• WHAT THE TASK ASKS:
Write out exactly what each line says, starting with the first line below and ending on the one with "local parallel sorter".

• SOURCE MATERIAL:
###

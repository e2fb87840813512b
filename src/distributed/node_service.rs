//! Node service for distributed mode
//!
//! This module implements the worker node service. The node service:
//! - Listens for connections from coordinators
//! - Serves each connection in its own task, bounded by a permit pool
//! - Sorts each request's partition with the local parallel sorter
//! - Replies on the same connection until the coordinator terminates it

use crate::config::NodeConfig;
use crate::distributed::protocol::*;
use crate::error::{Result, SortError};
use crate::sort::LocalSorter;
use std::net::SocketAddr;
use std::sync::Arc;
use std::time::Duration;
use tokio::io::{AsyncRead, AsyncWrite, AsyncWriteExt};
use tokio::net::TcpListener;
use tokio::sync::Semaphore;
use tracing::{debug, error, info, warn};

/// Pause after a failed accept (e.g. EMFILE) before trying again
const ACCEPT_BACKOFF: Duration = Duration::from_millis(100);

/// Node service
///
/// Runs on each worker node, accepting sort requests from coordinators.
pub struct NodeService {
    listener: TcpListener,

    /// Node identifier (hostname)
    node_id: String,

    sorter: LocalSorter,

    /// One permit per connection being served
    permits: Arc<Semaphore>,
}

/// What happened on one connection
#[derive(Debug, Default, Clone, PartialEq, Eq)]
pub struct ConnectionSummary {
    /// Sort requests answered
    pub requests: usize,
    /// Malformed or unexpected messages skipped
    pub violations: usize,
    /// Connection ended with a Termination message (not a bare close)
    pub terminated: bool,
}

impl NodeService {
    /// Bind the node service on all interfaces at `config.listen_port`
    pub async fn bind(config: &NodeConfig) -> Result<Self> {
        let addr = SocketAddr::from(([0, 0, 0, 0], config.listen_port));
        Self::bind_to(addr, config).await
    }

    /// Bind the node service on a specific address
    pub async fn bind_to(addr: SocketAddr, config: &NodeConfig) -> Result<Self> {
        let listener = TcpListener::bind(addr).await?;

        let sorter = match config.parallelism {
            Some(p) => LocalSorter::new(p),
            None => LocalSorter::from_available_parallelism(),
        };

        Ok(Self {
            listener,
            node_id: get_node_id(),
            sorter,
            permits: Arc::new(Semaphore::new(config.max_connections.max(1))),
        })
    }

    /// Address the service is listening on
    pub fn local_addr(&self) -> Result<SocketAddr> {
        Ok(self.listener.local_addr()?)
    }

    /// Run the node service
    ///
    /// Accepts connections until the task is dropped or aborted. When every
    /// permit is in use, new connections wait in the listen backlog.
    pub async fn run(self) -> Result<()> {
        info!(
            node_id = %self.node_id,
            addr = %self.local_addr()?,
            parallelism = self.sorter.parallelism(),
            max_connections = self.permits.available_permits(),
            "Node service listening"
        );

        loop {
            let Ok(permit) = self.permits.clone().acquire_owned().await else {
                // Semaphore closed; nothing more can be served
                return Ok(());
            };

            let (stream, peer) = match self.listener.accept().await {
                Ok(conn) => conn,
                Err(e) => {
                    drop(permit);
                    back_off_after_accept_error(&e).await;
                    continue;
                }
            };

            info!(%peer, "New connection");
            let sorter = self.sorter;

            tokio::spawn(async move {
                let _permit = permit;
                let peer = peer.to_string();
                match handle_connection(stream, &peer, sorter).await {
                    Ok(summary) => debug!(%peer, ?summary, "Connection finished"),
                    Err(e) => warn!(%peer, "Connection failed: {}", e),
                }
            });
        }
    }
}

/// Serve one connection until Termination or peer close
///
/// Each request's data is copied out of the message and sorted on a blocking
/// thread. Unexpected or malformed messages are logged and skipped; the
/// connection stays open.
pub async fn handle_connection<S>(
    mut stream: S,
    peer: &str,
    sorter: LocalSorter,
) -> Result<ConnectionSummary>
where
    S: AsyncRead + AsyncWrite + Unpin,
{
    let mut summary = ConnectionSummary::default();

    loop {
        match read_message(&mut stream).await {
            Ok(Message::Termination) => {
                info!(%peer, "Termination received, closing connection");
                summary.terminated = true;
                break;
            }
            Ok(Message::SortRequest(request)) => {
                let data = request.into_data();
                info!(%peer, elements = data.len(), "Sort request received");

                let sorted = tokio::task::spawn_blocking(move || sorter.sort(&data))
                    .await
                    .map_err(|e| SortError::Io(std::io::Error::new(std::io::ErrorKind::Other, e)))?;

                let response = SortResponse::new(&sorted)?;
                write_message(&mut stream, &Message::SortResponse(response)).await?;
                summary.requests += 1;
                info!(%peer, elements = sorted.len(), "Response sent");
            }
            Ok(other) => {
                warn!(%peer, "Unexpected {} message, ignoring", other.kind());
                summary.violations += 1;
            }
            Err(SortError::ConnectionClosed) => {
                info!(%peer, "Peer closed the connection");
                break;
            }
            Err(e) if e.is_recoverable() => {
                warn!(%peer, "Skipping malformed message: {}", e);
                summary.violations += 1;
            }
            Err(e) => return Err(e),
        }
    }

    // Peer may already be gone
    let _ = stream.shutdown().await;
    Ok(summary)
}

async fn back_off_after_accept_error(e: &std::io::Error) {
    error!("Failed to accept connection: {}, retrying in {:?}", e, ACCEPT_BACKOFF);
    tokio::time::sleep(ACCEPT_BACKOFF).await;
}

/// Get node identifier (hostname)
fn get_node_id() -> String {
    hostname::get()
        .ok()
        .and_then(|h| h.into_string().ok())
        .unwrap_or_else(|| "unknown".to_string())
}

###

• ANSWER FOR THE TASK:
repository e2fb87840813512b
filename src/distributed/node_service.rs
//! Node service for distributed mode
//!
//! This module implements the worker node service. The node service:
//! - Listens for connections from coordinators
//! - Serves each connection in its own task, bounded by a permit pool
//! - Sorts each request's partition with the local parallel sorter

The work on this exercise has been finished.